In all these cases, it is possible to improve your situation through study, practice, or enrollment in a credentialing program (assuming that you have access to the resources necessary to study, or practice, or enroll in a credentialing program). Studying helps you to gain the knowledge you lack, practice helps you to build and improve skills, and enrollment in a credentialing program (such as a college, university, or training institute) will, if you are able to stick with it for the duration, result in your being issued a credential that may open doors for you that were previously closed.

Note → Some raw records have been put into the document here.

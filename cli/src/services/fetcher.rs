use crate::error::FetchError;
use crate::models::{PriceBar, PriceSeries, Ticker};
use async_trait::async_trait;
use chrono::NaiveDate;
use std::collections::HashMap;
use std::sync::atomic::{AtomicUsize, Ordering};

/// Source of daily OHLCV history.
///
/// Implementations return an empty series (not an error) for unknown tickers,
/// ranges without trading days and inverted ranges. Errors are reserved for
/// the provider itself being unreachable or returning garbage.
#[async_trait]
pub trait MarketDataFetcher: Send + Sync {
    fn name(&self) -> &'static str;

    /// Bars for `ticker` with `start <= date <= end`, ascending
    async fn fetch(&self, ticker: &Ticker, start: NaiveDate, end: NaiveDate) -> Result<PriceSeries, FetchError>;
}

/// In-memory provider keyed by upper-case ticker; counts calls
#[derive(Debug, Default)]
pub struct StaticFetcher {
    data: HashMap<String, Vec<PriceBar>>,
    calls: AtomicUsize,
}

impl StaticFetcher {
    pub fn new() -> Self {
        Self::default()
    }

    pub fn with_bars(mut self, ticker: &str, bars: Vec<PriceBar>) -> Self {
        self.data.insert(ticker.to_uppercase(), bars);
        self
    }

    pub fn calls(&self) -> usize {
        self.calls.load(Ordering::SeqCst)
    }
}

#[async_trait]
impl MarketDataFetcher for StaticFetcher {
    fn name(&self) -> &'static str {
        "static"
    }

    async fn fetch(&self, ticker: &Ticker, start: NaiveDate, end: NaiveDate) -> Result<PriceSeries, FetchError> {
        self.calls.fetch_add(1, Ordering::SeqCst);

        let bars = self
            .data
            .get(ticker.as_str())
            .map(|bars| {
                bars.iter()
                    .filter(|bar| bar.date >= start && bar.date <= end)
                    .cloned()
                    .collect()
            })
            .unwrap_or_default();

        Ok(PriceSeries::from_unordered(ticker.clone(), bars))
    }
}

#[cfg(test)]
mod tests {
    use super::*;

    fn date(d: u32) -> NaiveDate {
        NaiveDate::from_ymd_opt(2024, 6, d).unwrap()
    }

    #[tokio::test]
    async fn test_static_fetcher_filters_range_and_counts_calls() {
        let bars = (1..=10).map(|d| PriceBar::new(date(d), 10.0, 11.0, 9.0, 10.5, 100)).collect();
        let fetcher = StaticFetcher::new().with_bars("spy", bars);
        let ticker = Ticker::parse("SPY").unwrap();

        let series = fetcher.fetch(&ticker, date(3), date(5)).await.unwrap();
        assert_eq!(series.len(), 3);
        assert_eq!(series.first_date(), Some(date(3)));

        let inverted = fetcher.fetch(&ticker, date(5), date(3)).await.unwrap();
        assert!(inverted.is_empty());

        let unknown = fetcher.fetch(&Ticker::parse("ZZZZ9").unwrap(), date(1), date(10)).await.unwrap();
        assert!(unknown.is_empty());

        assert_eq!(fetcher.calls(), 3);
    }
}
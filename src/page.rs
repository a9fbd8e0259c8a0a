//! Server-rendered dashboard page.
//!
//! The page is a single HTML document: a sidebar form that re-submits the
//! query, then either a warning box or the raw data table and three Plotly
//! charts. Figures are embedded as JSON and drawn by plotly.js from a CDN.
//! Templates are compiled into the binary and rendered with autoescaping.

use serde::Serialize;
use std::sync::Arc;
use stockdash::presentation::{TABLE_HEADERS, build_figures, table_rows};
use stockdash::prelude::DashboardData;
use stockdash::utils::format_date;
use tera::{Context, Tera};

pub const PAGE_TITLE: &str = "📈 Stock Price & Chart View";
pub const PLOTLY_CDN: &str = "https://cdn.plot.ly/plotly-2.35.2.min.js";
const DASHBOARD_TEMPLATE: &str = "dashboard.html";

pub type SharedTemplates = Arc<Tera>;

/// Compile the page templates
pub fn templates() -> tera::Result<Tera> {
    let mut tera = Tera::default();
    tera.add_raw_templates(vec![
        ("base.html", include_str!("../templates/base.html")),
        (DASHBOARD_TEMPLATE, include_str!("../templates/dashboard.html")),
    ])?;
    Ok(tera)
}

/// Values echoed back into the sidebar form
#[derive(Debug, Clone, Default, PartialEq, Serialize)]
pub struct FormValues {
    pub ticker: String,
    pub start: String,
    pub end: String,
}

impl FormValues {
    pub fn from_data(data: &DashboardData) -> Self {
        Self {
            ticker: data.request.ticker.to_string(),
            start: format_date(data.request.start),
            end: format_date(data.request.end),
        }
    }
}

pub enum PageBody<'a> {
    Dashboard(&'a DashboardData),
    Warning(String),
}

// Keeps embedded JSON from closing the surrounding <script> element
fn script_safe_json(json: &str) -> String {
    json.replace("</", "<\\/")
}

/// Full HTML document for one request
pub fn render_page(tera: &Tera, form: &FormValues, body: PageBody<'_>) -> anyhow::Result<String> {
    let mut context = Context::new();
    context.insert("title", PAGE_TITLE);
    context.insert("form", form);

    match body {
        PageBody::Dashboard(data) => {
            let figures = serde_json::to_string(&build_figures(&data.series))?;
            context.insert("headers", &TABLE_HEADERS);
            context.insert("rows", &table_rows(&data.series));
            context.insert("figures", &script_safe_json(&figures));
            context.insert("plotly_cdn", PLOTLY_CDN);
        }
        PageBody::Warning(message) => context.insert("warning", &message),
    }

    Ok(tera.render(DASHBOARD_TEMPLATE, &context)?)
}
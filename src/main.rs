pub mod api;
pub mod config;
pub mod data_structures;
pub mod page;

use crate::data_structures::{MarketClock, SharedPipeline};
use crate::page::SharedTemplates;
use anyhow::Context;
use axum::{extract::FromRef, routing::get, Router};
use std::{net::SocketAddr, sync::Arc};
use stockdash::prelude::DashboardPipeline;
use tower_governor::{governor::GovernorConfigBuilder, GovernorLayer};
use tower_http::cors::CorsLayer;

#[derive(Clone)]
struct AppState {
    pipeline: SharedPipeline,
    clock: MarketClock,
    templates: SharedTemplates,
}

impl FromRef<AppState> for SharedPipeline {
    fn from_ref(app_state: &AppState) -> SharedPipeline {
        app_state.pipeline.clone()
    }
}

impl FromRef<AppState> for SharedTemplates {
    fn from_ref(app_state: &AppState) -> SharedTemplates {
        app_state.templates.clone()
    }
}

impl FromRef<AppState> for MarketClock {
    fn from_ref(app_state: &AppState) -> MarketClock {
        app_state.clock
    }
}

// Routes shared by the server and the handler tests; rate limiting is added in main
fn app(state: AppState) -> Router {
    Router::new()
        .route("/", get(api::dashboard_handler))
        .route("/api/series", get(api::series_handler))
        .route("/health", get(api::health_handler))
        .layer(CorsLayer::permissive())
        .with_state(state)
}

#[tokio::main]
async fn main() -> anyhow::Result<()> {
    let app_config = config::AppConfig::load()?;

    // Initialize tracing with node_name in all logs
    tracing_subscriber::fmt()
        .with_env_filter(tracing_subscriber::EnvFilter::from_default_env())
        .with_target(false)
        .init();

    // Set a global span with node_name for all subsequent logs
    let _span = tracing::info_span!("node", name = %app_config.node_name).entered();

    tracing::info!("Starting stockdash-web");
    tracing::info!(
        ?app_config.environment,
        port = app_config.port,
        provider = ?app_config.provider,
        timezone = %app_config.market_timezone,
        "Loaded configuration"
    );

    let fetcher = app_config.build_fetcher()?;
    let app_state = AppState {
        pipeline: Arc::new(DashboardPipeline::new(fetcher, app_config.default_ticker.clone())),
        clock: MarketClock::new(app_config.market_timezone),
        templates: Arc::new(page::templates().context("Failed to compile page templates")?),
    };

    let governor_conf = Arc::new(
        GovernorConfigBuilder::default()
            .per_second(app_config.rate_limit.per_second)
            .burst_size(app_config.rate_limit.burst_size)
            .finish()
            .context("Invalid rate limit configuration")?,
    );

    let router = app(app_state).layer(GovernorLayer::new(governor_conf));

    let addr = SocketAddr::from(([0, 0, 0, 0], app_config.port));
    tracing::info!(%addr, "Server listening");
    let listener = tokio::net::TcpListener::bind(addr)
        .await
        .with_context(|| format!("Failed to bind {}", addr))?;
    axum::serve(listener, router.into_make_service_with_connect_info::<SocketAddr>()).await?;

    Ok(())
}
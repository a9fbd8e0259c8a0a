use crate::models::{EnrichedBar, EnrichedPriceSeries};
use crate::utils::format_date;
use std::io;

pub const TABLE_HEADERS: [&str; 8] = ["Date", "Open", "High", "Low", "Close", "Volume", "SMA20", "SMA50"];

fn format_price(value: f64) -> String {
    format!("{:.2}", value)
}

/// Undefined averages render as an empty cell, never as 0
fn format_optional(value: Option<f64>) -> String {
    value.map(format_price).unwrap_or_default()
}

fn row_cells(row: &EnrichedBar) -> [String; 8] {
    [
        format_date(row.bar.date),
        format_price(row.bar.open),
        format_price(row.bar.high),
        format_price(row.bar.low),
        format_price(row.bar.close),
        row.bar.volume.to_string(),
        format_optional(row.sma20),
        format_optional(row.sma50),
    ]
}

/// Formatted cells for every bar, in series order
pub fn table_rows(series: &EnrichedPriceSeries) -> Vec<[String; 8]> {
    series.bars().iter().map(row_cells).collect()
}

/// Column-aligned plain-text table for terminals
pub fn render_text_table(series: &EnrichedPriceSeries) -> String {
    let rows = table_rows(series);
    let mut widths = TABLE_HEADERS.map(str::len);
    for row in &rows {
        for (width, cell) in widths.iter_mut().zip(row) {
            *width = (*width).max(cell.len());
        }
    }

    let mut out = String::new();
    let header: Vec<String> = TABLE_HEADERS
        .iter()
        .zip(widths)
        .map(|(h, w)| format!("{:<w$}", h, w = w))
        .collect();
    out.push_str(header.join("  ").trim_end());
    out.push('\n');

    let rule: Vec<String> = widths.iter().map(|w| "-".repeat(*w)).collect();
    out.push_str(&rule.join("  "));
    out.push('\n');

    for row in rows {
        let cells: Vec<String> = row
            .iter()
            .zip(widths)
            .enumerate()
            .map(|(i, (cell, w))| {
                if i == 0 {
                    format!("{:<w$}", cell, w = w)
                } else {
                    format!("{:>w$}", cell, w = w)
                }
            })
            .collect();
        out.push_str(cells.join("  ").trim_end());
        out.push('\n');
    }

    out
}

/// Raw table as CSV with a header row
pub fn write_csv<W: io::Write>(series: &EnrichedPriceSeries, writer: W) -> Result<(), csv::Error> {
    let mut wtr = csv::Writer::from_writer(writer);
    wtr.write_record(TABLE_HEADERS)?;
    for row in table_rows(series) {
        wtr.write_record(&row)?;
    }
    wtr.flush()?;
    Ok(())
}

/// One-line recap of the latest bar
pub fn summary_line(series: &EnrichedPriceSeries) -> Option<String> {
    let latest = series.latest()?;
    let or_na = |v: Option<f64>| v.map(format_price).unwrap_or_else(|| "n/a".to_string());
    Some(format!(
        "{} {} rows, last close {} on {} | SMA20 {} | SMA50 {}",
        series.ticker(),
        series.len(),
        format_price(latest.bar.close),
        format_date(latest.bar.date),
        or_na(latest.sma20),
        or_na(latest.sma50),
    ))
}
use tracing::info;
use tracing_subscriber::{
    fmt::{self, time::ChronoUtc},
    layer::SubscriberExt,
    util::SubscriberInitExt,
    EnvFilter,
};

/// Initialize logging for the terminal front end
pub fn init_logger() -> anyhow::Result<()> {
    let timer = ChronoUtc::rfc_3339();

    // Logs go to stderr so table/CSV/JSON output on stdout stays clean
    let format_layer = fmt::layer()
        .with_target(true)
        .with_thread_ids(false)
        .with_thread_names(false)
        .with_timer(timer)
        .with_writer(std::io::stderr)
        .compact();

    let env_filter = EnvFilter::try_from_default_env()
        .unwrap_or_else(|_| EnvFilter::new("stockdash=info"));

    tracing_subscriber::registry()
        .with(env_filter)
        .with(format_layer)
        .try_init()?;

    Ok(())
}

/// Performance timing helper
pub struct Timer {
    start: std::time::Instant,
    name: String,
}

impl Timer {
    pub fn start(name: &str) -> Self {
        Self {
            start: std::time::Instant::now(),
            name: name.to_string(),
        }
    }

    pub fn elapsed_ms(&self) -> f64 {
        self.start.elapsed().as_secs_f64() * 1000.0
    }

    pub fn log_elapsed(&self) {
        info!("{} completed in {:.1}ms", self.name, self.elapsed_ms());
    }
}
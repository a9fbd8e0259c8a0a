use stockdash::{
    init_logger,
    prelude::*,
    presentation::summary_line,
    utils::format_date,
};

use chrono::NaiveDate;
use clap::{Args, Parser, Subcommand, ValueEnum};
use std::path::PathBuf;
use std::sync::Arc;
use std::time::Duration;

#[derive(Parser)]
#[command(name = "stockdash")]
#[command(about = "Daily stock prices with SMA20/SMA50, as a table or chart-ready JSON")]
pub struct Cli {
    #[command(subcommand)]
    pub command: Commands,
}

#[derive(Subcommand)]
pub enum Commands {
    /// Print the price table and a one-line summary
    Show {
        #[command(flatten)]
        query: QueryArgs,
        /// Table layout
        #[arg(short, long, value_enum, default_value_t = OutputFormat::Table)]
        format: OutputFormat,
    },
    /// Print the close, volume and candlestick figures as Plotly JSON
    Chart {
        #[command(flatten)]
        query: QueryArgs,
    },
}

#[derive(Args)]
pub struct QueryArgs {
    /// Ticker symbol (case-insensitive)
    #[arg(short, long)]
    ticker: Option<String>,
    /// First date (YYYY-MM-DD), defaults to 30 days before today
    #[arg(short, long)]
    start: Option<NaiveDate>,
    /// Last date (YYYY-MM-DD), defaults to today
    #[arg(short, long)]
    end: Option<NaiveDate>,
    /// Read {TICKER}.csv files from this directory instead of Yahoo Finance
    #[arg(long)]
    data_dir: Option<PathBuf>,
    /// Timezone used to decide what "today" is
    #[arg(long, default_value = DEFAULT_MARKET_TIMEZONE)]
    timezone: String,
    /// HTTP timeout for the Yahoo request
    #[arg(long, default_value_t = 30)]
    timeout_secs: u64,
}

#[derive(Clone, Copy, ValueEnum)]
pub enum OutputFormat {
    Table,
    Csv,
}

/// Runs the pipeline; `None` means a warning was already printed
async fn run_pipeline(args: QueryArgs) -> anyhow::Result<Option<DashboardData>> {
    let fetcher: Arc<dyn MarketDataFetcher> = match &args.data_dir {
        Some(dir) => Arc::new(CsvFetcher::new(dir)),
        None => Arc::new(YahooClient::new(true, Duration::from_secs(args.timeout_secs))?),
    };
    let today = today_in(parse_timezone(&args.timezone)?);

    let pipeline = DashboardPipeline::new(fetcher, DEFAULT_TICKER);
    let query = DashboardQuery::new(args.ticker, args.start, args.end);

    match pipeline.run(query, today).await {
        Ok(data) => Ok(Some(data)),
        Err(e) => {
            eprintln!("⚠️  {}", e.user_message());
            Ok(None)
        }
    }
}

#[tokio::main]
async fn main() -> anyhow::Result<()> {
    init_logger()?;

    let cli = Cli::parse();

    match cli.command {
        Commands::Show { query, format } => {
            let Some(data) = run_pipeline(query).await? else {
                std::process::exit(1);
            };

            match format {
                OutputFormat::Table => {
                    println!(
                        "📈 {} from {} to {}",
                        data.request.ticker,
                        format_date(data.request.start),
                        format_date(data.request.end)
                    );
                    println!();
                    print!("{}", render_text_table(&data.series));
                    if let Some(summary) = summary_line(&data.series) {
                        println!();
                        println!("{}", summary);
                    }
                }
                OutputFormat::Csv => {
                    write_csv(&data.series, std::io::stdout().lock())?;
                }
            }
        }
        Commands::Chart { query } => {
            let Some(data) = run_pipeline(query).await? else {
                std::process::exit(1);
            };

            let figures = build_figures(&data.series);
            println!("{}", serde_json::to_string_pretty(&figures)?);
        }
    }

    Ok(())
}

Skills such as reading are basic and should be mastered before you can help yourself to learn on your own. If you cannot read your first step towards improving your knowledge should be to learn how to read. Search the nationalliteracydirectory.org website for assistance locating an adult literacy program near you. If a telephone is handier than the Internet, you can call the National Literacy Hotline at 1-800-228-8813 for similar referrals. Many communities have adult literacy programs offering assistance with reading and writing for native speakers and persons learning English as a second language.
If literacy is not an issue for you, you are faced with a different set of starting problems. You must figure out what to study; what body of knowledge you should learn in order to best fulfill your need or desire. You must also figure out whether you should peruse that course of study in a formal, public manner, which will result in your earning a certificate, or if you would be better off learning in a more private, relaxed self-study manner.